Les agences doivent aussi renforcer la conditionnalité de leurs aides, par la mise en place de prix planchers de l’eau, et l’obligation de connaissance du patrimoine, avec le rétablissement des aides pour l’assainissement non collectif sur les zones sensibles, comme les aires d’alimentation de captage. Dans les 12es programmes, cette démarche se mettra en place en assurant et en garantissant une animation territoriale solide et pérenne, pour partager la connaissance des états des lieux, mobiliser les acteurs et permettre le montage des dossiers.
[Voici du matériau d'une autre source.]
//! Document-store backend: one JSON file per logical store

use std::path::{Path, PathBuf};

use serde::de::DeserializeOwned;
use serde::Serialize;
use tracing::debug;

use super::backend::{Envelope, StateSnapshot, StorageBackend, StorageError, StoreKind};
use super::delegation::DelegationStore;
use crate::graph::{LegacyTaskStore, TaskGraph};

pub struct DocumentBackend {
    dir: PathBuf,
}

impl DocumentBackend {
    /// Create a backend rooted at `dir`, creating the directory if needed
    pub fn new(dir: impl Into<PathBuf>) -> Result<Self, StorageError> {
        let dir = dir.into();
        std::fs::create_dir_all(&dir)?;
        Ok(Self { dir })
    }

    pub fn dir(&self) -> &Path {
        &self.dir
    }

    /// File backing a logical store
    pub fn path_for(&self, kind: StoreKind) -> PathBuf {
        self.dir.join(format!("{}.json", kind.name()))
    }

    fn read<T: DeserializeOwned>(&self, kind: StoreKind) -> Result<Option<T>, StorageError> {
        let path = self.path_for(kind);
        let raw = match std::fs::read_to_string(&path) {
            Ok(raw) => raw,
            Err(e) if e.kind() == std::io::ErrorKind::NotFound => return Ok(None),
            Err(e) => return Err(e.into()),
        };
        let envelope: Envelope<T> =
            serde_json::from_str(&raw).map_err(|e| StorageError::Malformed {
                store: kind,
                reason: e.to_string(),
            })?;
        debug!(store = %kind, version = %envelope.version, "Loaded document store");
        Ok(Some(envelope.data))
    }

    /// Write through a temp file and rename so readers never see a torn file
    fn write<T: Serialize>(&self, kind: StoreKind, data: &T) -> Result<(), StorageError> {
        let path = self.path_for(kind);
        let tmp = path.with_extension("json.tmp");
        let json = serde_json::to_string_pretty(&Envelope::wrap(data))?;
        std::fs::write(&tmp, json)?;
        std::fs::rename(&tmp, &path)?;
        Ok(())
    }
}

impl StorageBackend for DocumentBackend {
    fn name(&self) -> &'static str {
        "document"
    }

    fn load_state(&self) -> Result<Option<StateSnapshot>, StorageError> {
        self.read(StoreKind::State)
    }

    fn save_state(&self, state: &StateSnapshot) -> Result<(), StorageError> {
        self.write(StoreKind::State, state)
    }

    fn load_tasks(&self) -> Result<Option<LegacyTaskStore>, StorageError> {
        self.read(StoreKind::Tasks)
    }

    fn save_tasks(&self, tasks: &LegacyTaskStore) -> Result<(), StorageError> {
        self.write(StoreKind::Tasks, tasks)
    }

    fn load_delegations(&self) -> Result<Option<DelegationStore>, StorageError> {
        self.read(StoreKind::Delegations)
    }

    fn save_delegations(&self, delegations: &DelegationStore) -> Result<(), StorageError> {
        self.write(StoreKind::Delegations, delegations)
    }

    fn load_graph(&self) -> Result<Option<TaskGraph>, StorageError> {
        self.read(StoreKind::Graph)
    }

    fn save_graph(&self, graph: &TaskGraph) -> Result<(), StorageError> {
        self.write(StoreKind::Graph, graph)
    }
}

#[cfg(test)]
mod tests {
    use super::*;
    use crate::graph::{TaskNode, WorkPlan};
    use tempfile::TempDir;

    #[test]
    fn test_missing_file_loads_as_none() {
        let temp = TempDir::new().expect("Failed to create temp dir");
        let backend = DocumentBackend::new(temp.path()).unwrap();
        assert!(backend.load_graph().unwrap().is_none());
        assert!(backend.load_state().unwrap().is_none());
    }

    #[test]
    fn test_malformed_file_is_reported() {
        let temp = TempDir::new().expect("Failed to create temp dir");
        let backend = DocumentBackend::new(temp.path()).unwrap();
        std::fs::write(backend.path_for(StoreKind::Graph), "{ not json").unwrap();
        assert!(matches!(
            backend.load_graph(),
            Err(StorageError::Malformed {
                store: StoreKind::Graph,
                ..
            })
        ));
    }

    #[test]
    fn test_envelope_carries_version_and_timestamp() {
        let temp = TempDir::new().expect("Failed to create temp dir");
        let backend = DocumentBackend::new(temp.path()).unwrap();
        backend.save_delegations(&DelegationStore::default()).unwrap();

        let raw = std::fs::read_to_string(backend.path_for(StoreKind::Delegations)).unwrap();
        let value: serde_json::Value = serde_json::from_str(&raw).unwrap();
        assert_eq!(value["version"], crate::constants::storage::STORE_VERSION);
        assert!(value["last_saved"].is_string());
        assert!(!backend.path_for(StoreKind::Delegations).with_extension("json.tmp").exists());
    }

    #[test]
    fn test_graph_round_trip() {
        let temp = TempDir::new().expect("Failed to create temp dir");
        let mut plan = WorkPlan::new("P");
        plan.acceptance = vec!["ships".into()];
        plan.tasks.push(TaskNode::new(&plan.id, "A", "out").with_temporal_gate("tn-x", "order"));
        let graph = TaskGraph {
            active_work_plan_id: Some(plan.id.clone()),
            work_plans: vec![plan],
        };

        DocumentBackend::new(temp.path()).unwrap().save_graph(&graph).unwrap();
        let reloaded = DocumentBackend::new(temp.path()).unwrap().load_graph().unwrap();
        assert_eq!(reloaded, Some(graph));
    }
}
Les agences doivent aussi ajouter dans les conditions d’octroi : des aides et des financements des critères de durabilité, de viabilité et d’équité, ainsi que des efforts pour baisser les prélèvements et les consommations (afin de préserver les ressources). Tous ces points doivent être intégrés dans les 12es programmes.
Concernant le grand cycle, le recours aux solutions fondées sur la nature devrait être développé à plus grande échelle, pour restaurer les sols vivants, la fonctionnalité des milieux et végétaliser les bassins versants. Les aides devront également permettre l’accompagnement de l’agroécologie par les paiements pour services environnementaux, et les mesures agroenvironnementales et climatiques.
La qualité et la quantité sont désormais jugées indissociables. Le réchauffement climatique impacte qualitativement les masses d’eau et aggrave les conditions d’une bonne gestion quantitative. Une illustration concrète de ce lien est la mise en œuvre des solutions fondées sur la nature qui ont des bénéfices sur la quantité d’eau (ralentissement des crues et atténuation des sécheresses) et sur la qualité de l’eau. La restauration du bon fonctionnement des milieux aquatiques (zones humides, cours d’eau) fait partie des solutions, ce qui généralement concourt à l’atténuation du changement climatique et à la bonne biodiversité.
Les parties prenantes des bassins pourraient être amenées à fixer des objectifs temporels et quantitatifs de fonctionnalités naturelles des milieux et de végétalisation, et de couverts arborés pour toutes les dépendances linéaires d’infrastructure.
La synergie des projets avec les enjeux climatiques et de biodiversité pourra être recherchée par la renaturation en ville, des projets de végétalisation des bassins versants, le soutien au déploiement des infrastructures agroécologiques, ainsi que l’entretien et la rénovation des réseaux d’alimentation en eau potable.
S’agissant de la gestion qualitative, plusieurs objectifs ont été fixés :
• poursuivre la limitation des rejets et réduire à la source les émissions de polluants ;
• renforcer la protection des captages par la mobilisation plus forte des collectivités, comme le prévoit la transposition de la directive eau potable ;
• doter le plan Ecophyto de suivis sur les actions, les engagements des acteurs, les résultats obtenus par la mobilisation des acteurs du monde agricole dans la logique de filière, de la recherche variétale au consommateur final, en passant par la transformation ;
• solliciter cet engagement des filières sur la réduction du recours aux produits phytopharmaceutiques et en assurer le suivi ;
• l’accélération de la réduction des pollutions diffuses sur les captages d’alimentation en eau potable. L’objectif « zéro phyto » sur ces zones n’a pas fait consensus pour l’instant.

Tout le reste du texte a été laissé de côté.